Danielle Eleb, de formation analytique et docteur en philosophie, Danielle Eleb a enseigné au
Collège International de Philosophie dans le cadre de l’intersection psychanalyse, et
au Département de Psychanalyse à l’Université de Parie8.Elle a animé quelques
séminaires à « Espace Analytique »notamment: »Freud et Lacan ou la rencontre du
réel » .En 2005, elle a publié un livre aux Éditions ERES: « Figures du destin,Aristote
Freud et Lacan ou la rencontre du réel »(préface d’Alain Badiou)Ce livre a été traduit
en espagnol par les éditions Manantial à Buenos- Aires. En janvier 2011, une nouvelle
publication d’un entretien réalisé avec V.Jankélévitch: « Le je-ne-sais-quoi et le
presque-rien »in« Présence de V.Jankélévitch, le charme et l’occasion »(Editions
Beauchesne)

Le livre de Roland Chemama ouvre un dialogue avec les psychanalystes, les philosophes, afin d’instruire ce qu’il appelle « l’historicité du sujet » et l’homme de la Postmodernité. Quel est l’enjeu éthique de ce livre? L’auteur s’adresse à nous, parle en son nom, à partir d’une place paradoxale; en étant ni fidèle à la lettre, ni dans la récusation d’un savoir qui lui a été transmis.
Le Sujet Désarmé.
Il introduit les questions actuelles sous le titre «  le sujet désarmé », et l’éclaire par la fonction paternelle: « si traditionnellement, c’est la référence au père qui permettait au sujet de repérer son désir et ce qui venait le limiter, cette référence tient moins bien aujourd’hui. » (La psychanalyse comme éthique : page 14 15)

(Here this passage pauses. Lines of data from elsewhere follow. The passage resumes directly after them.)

#[cfg(test)]
mod tests {
    use super::*;
    use crate::grading::Verdict;
    use crate::model::Behaviour;
    use crate::traits::NoopShell;
    use std::collections::HashMap;

    /// Shell that remembers the last instruction per element.
    #[derive(Default)]
    struct RecordingShell {
        marks: HashMap<ElementId, Verdict>,
        enabled: HashMap<ElementId, bool>,
    }

    impl PresentationShell for RecordingShell {
        fn mark_verdict(&mut self, element: ElementId, verdict: Verdict) {
            self.marks.insert(element, verdict);
        }

        fn clear_verdict(&mut self, element: ElementId) {
            self.marks.remove(&element);
        }

        fn set_drag_enabled(&mut self, element: ElementId, enabled: bool) {
            self.enabled.insert(element, enabled);
        }
    }

    fn scenario_task(behaviour: Behaviour) -> TaskDefinition {
        TaskDefinition::builder()
            .drop_zone([0])
            .drop_zone([1])
            .draggable([0, 1])
            .draggable([0, 1])
            .static_element()
            .behaviour(behaviour)
            .build()
            .unwrap()
    }

    #[test]
    fn show_solutions_marks_and_locks() {
        let mut session = QuestionSession::new(scenario_task(Behaviour::default()));
        assert!(session.place(ElementId(0), ZoneId(0)));
        assert!(session.place(ElementId(1), ZoneId(0)));

        let mut shell = RecordingShell::default();
        let report = session.show_solutions(&mut shell);

        assert_eq!(report.score.points, 1);
        assert_eq!(report.score.max_score, 2);
        assert_eq!(session.score(), Some(1));
        assert_eq!(shell.marks[&ElementId(0)], Verdict::Correct);
        assert_eq!(shell.marks[&ElementId(1)], Verdict::Incorrect);
        assert!(!shell.marks.contains_key(&ElementId(2)));
        assert!(!shell.enabled[&ElementId(0)]);
        assert!(!shell.enabled[&ElementId(1)]);
    }

    #[test]
    fn hide_solutions_resets_score_and_keeps_placements() {
        let mut session = QuestionSession::new(scenario_task(Behaviour::default()));
        session.place(ElementId(0), ZoneId(0));

        let mut shell = RecordingShell::default();
        session.show_solutions(&mut shell);
        session.hide_solutions(&mut shell);

        assert_eq!(session.score(), None);
        assert!(shell.marks.is_empty());
        assert!(shell.enabled.values().all(|e| *e));
        assert_eq!(session.zone_of(ElementId(0)), Some(ZoneId(0)));

        session.show_solutions(&mut shell);
        assert_eq!(session.score(), Some(1));
    }

    #[test]
    fn retry_can_reset_placements() {
        let behaviour = Behaviour {
            try_again: true,
            reset_placements_on_retry: true,
        };
        let mut session = QuestionSession::new(scenario_task(behaviour));
        session.place(ElementId(0), ZoneId(0));
        session.show_solutions(&mut NoopShell);
        session.hide_solutions(&mut NoopShell);
        assert!(session.placements().is_empty());
    }

    #[test]
    fn score_absent_is_distinct_from_zero() {
        let mut session = QuestionSession::new(scenario_task(Behaviour::default()));
        assert_eq!(session.score(), None);
        session.show_solutions(&mut NoopShell);
        assert_eq!(session.score(), Some(0));
        assert_eq!(session.max_score(), 2);
    }

    #[test]
    fn place_rejects_unacceptable_pairing() {
        let task = TaskDefinition::builder()
            .drop_zone([0])
            .drop_zone([])
            .draggable([0])
            .static_element()
            .build()
            .unwrap();
        let mut session = QuestionSession::new(task);
        assert!(!session.place(ElementId(0), ZoneId(1)));
        assert!(!session.place(ElementId(1), ZoneId(0)));
        assert!(!session.place(ElementId(8), ZoneId(0)));
        assert!(session.placements().is_empty());
    }

    #[test]
    fn placements_frozen_while_solutions_shown() {
        let mut session = QuestionSession::new(scenario_task(Behaviour::default()));
        session.place(ElementId(0), ZoneId(0));
        session.show_solutions(&mut NoopShell);

        assert!(!session.place(ElementId(1), ZoneId(1)));
        session.remove(ElementId(0));
        assert_eq!(session.zone_of(ElementId(0)), Some(ZoneId(0)));
        assert!(session.begin_drag(ElementId(0)).is_none());
    }

    #[test]
    fn check_button_cycles() {
        let mut session = QuestionSession::new(scenario_task(Behaviour::default()));
        assert_eq!(session.check_button(), CheckButton::ShowScore);
        assert_eq!(session.press_check_button(&mut NoopShell), CheckButton::TryAgain);
        assert!(session.showing_solutions());
        assert_eq!(session.press_check_button(&mut NoopShell), CheckButton::ShowScore);
        assert_eq!(session.score(), None);
    }

    #[test]
    fn check_button_hides_without_retry() {
        let behaviour = Behaviour {
            try_again: false,
            reset_placements_on_retry: false,
        };
        let mut session = QuestionSession::new(scenario_task(behaviour));
        assert_eq!(session.press_check_button(&mut NoopShell), CheckButton::Hidden);
        assert_eq!(session.press_check_button(&mut NoopShell), CheckButton::Hidden);
        assert!(session.showing_solutions());
    }

    #[test]
    fn drag_onto_acceptable_zone_places() {
        let mut session = QuestionSession::new(scenario_task(Behaviour::default()));
        let mut gesture = session.begin_drag(ElementId(0)).unwrap();
        gesture.enter(ZoneId(1));
        let position = Position {
            top: 10.0,
            left: 20.0,
        };

        let outcome = session.finish_drag(gesture, Some(position));
        assert_eq!(
            outcome,
            GestureOutcome::Accepted {
                element: ElementId(0),
                zone: ZoneId(1),
                position: Some(position),
            }
        );
        assert_eq!(session.zone_of(ElementId(0)), Some(ZoneId(1)));
        assert_eq!(
            session.placements().get(ElementId(0)).unwrap().position,
            Some(position)
        );
    }

    #[test]
    fn drag_outside_any_zone_reverts_and_unplaces() {
        let mut session = QuestionSession::new(scenario_task(Behaviour::default()));
        session.place(ElementId(1), ZoneId(0));

        let gesture = session.begin_drag(ElementId(1)).unwrap();
        assert_eq!(gesture.origin(), Some(ZoneId(0)));
        let outcome = session.finish_drag(gesture, None);

        assert_eq!(
            outcome,
            GestureOutcome::Reverted {
                element: ElementId(1),
                from: Some(ZoneId(0)),
            }
        );
        assert_eq!(session.zone_of(ElementId(1)), None);
    }

    #[test]
    fn drag_onto_unlisted_zone_reverts() {
        let task = TaskDefinition::builder()
            .drop_zone([0])
            .drop_zone([])
            .draggable([0])
            .build()
            .unwrap();
        let mut session = QuestionSession::new(task);
        let mut gesture = session.begin_drag(ElementId(0)).unwrap();
        gesture.enter(ZoneId(1));
        let outcome = session.finish_drag(gesture, None);
        assert!(matches!(outcome, GestureOutcome::Reverted { .. }));
        assert_eq!(session.zone_of(ElementId(0)), None);
    }

    #[test]
    fn static_elements_cannot_be_dragged() {
        let session = QuestionSession::new(scenario_task(Behaviour::default()));
        assert!(session.begin_drag(ElementId(2)).is_none());
        assert!(session.begin_drag(ElementId(42)).is_none());
    }

    #[test]
    fn gestures_do_not_cross_sessions() {
        let first = QuestionSession::new(scenario_task(Behaviour::default()));
        let mut second = QuestionSession::new(scenario_task(Behaviour::default()));
        assert_ne!(first.instance(), second.instance());

        second.place(ElementId(0), ZoneId(0));
        let mut gesture = first.begin_drag(ElementId(0)).unwrap();
        gesture.enter(ZoneId(1));

        let outcome = second.finish_drag(gesture, None);
        assert!(matches!(outcome, GestureOutcome::Reverted { .. }));
        assert_eq!(second.zone_of(ElementId(0)), Some(ZoneId(0)));
        assert!(first.placements().is_empty());
    }

    #[test]
    fn cloned_session_is_a_separate_instance() {
        let mut first = QuestionSession::new(scenario_task(Behaviour::default()));
        first.place(ElementId(1), ZoneId(0));
        let mut second = first.clone();
        assert_ne!(first.instance(), second.instance());
        assert_eq!(second.zone_of(ElementId(1)), Some(ZoneId(0)));

        let mut gesture = first.begin_drag(ElementId(0)).unwrap();
        gesture.enter(ZoneId(1));
        let outcome = second.finish_drag(gesture, None);

        assert!(matches!(outcome, GestureOutcome::Reverted { .. }));
        assert_eq!(second.zone_of(ElementId(0)), None);
    }

    #[test]
    fn clear_all_ignored_while_solutions_shown() {
        let mut session = QuestionSession::new(scenario_task(Behaviour::default()));
        session.place(ElementId(0), ZoneId(0));
        session.show_solutions(&mut NoopShell);

        session.clear_all();
        assert_eq!(session.zone_of(ElementId(0)), Some(ZoneId(0)));
        assert_eq!(session.score(), Some(session.grade().score.points));

        session.hide_solutions(&mut NoopShell);
        session.clear_all();
        assert!(session.placements().is_empty());
    }

    #[test]
    fn unplaced_distractor_is_scored_but_not_marked() {
        let task = TaskDefinition::builder()
            .drop_zone([0])
            .draggable([0])
            .draggable([0])
            .build()
            .unwrap();
        let mut session = QuestionSession::new(task);
        let mut shell = RecordingShell::default();
        let report = session.show_solutions(&mut shell);

        assert_eq!(report.score.points, 1);
        assert_eq!(shell.marks[&ElementId(0)], Verdict::Incorrect);
        assert!(!shell.marks.contains_key(&ElementId(1)));
        assert!(!shell.enabled[&ElementId(1)]);
    }

    #[test]
    fn gesture_finished_after_grading_keeps_placement() {
        let mut session = QuestionSession::new(scenario_task(Behaviour::default()));
        session.place(ElementId(0), ZoneId(0));
        let mut gesture = session.begin_drag(ElementId(0)).unwrap();
        gesture.enter(ZoneId(1));
        session.show_solutions(&mut NoopShell);

        let outcome = session.finish_drag(gesture, None);
        assert_eq!(
            outcome,
            GestureOutcome::Reverted {
                element: ElementId(0),
                from: Some(ZoneId(0)),
            }
        );
        assert_eq!(session.zone_of(ElementId(0)), Some(ZoneId(0)));
    }
}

Il évoque les questions auxquelles les analystes sont confrontés, face aux transformations de la famille traditionnelle. L’inquiétude porte sur l’éventuelle toute puissance maternelle : il convient de ne pas enfermer l’analysant dans un jugement définitif. L’analyste n’est pas un législateur, ni un moraliste, sa position est d’ordre éthique en se distinguant de la morale. Jacques Lacan met l’accent sur l’indétermination du sujet en analyse, au même titre que l’inconscient, un indéterminé de pur être qui aspire à la détermination dans le transfert. Pour Freud, rien de définitif ne se décide avant la fin de la cure; cette fin peut décider du choix du sujet qui n’est pas dans la répétition du passé dans le présent.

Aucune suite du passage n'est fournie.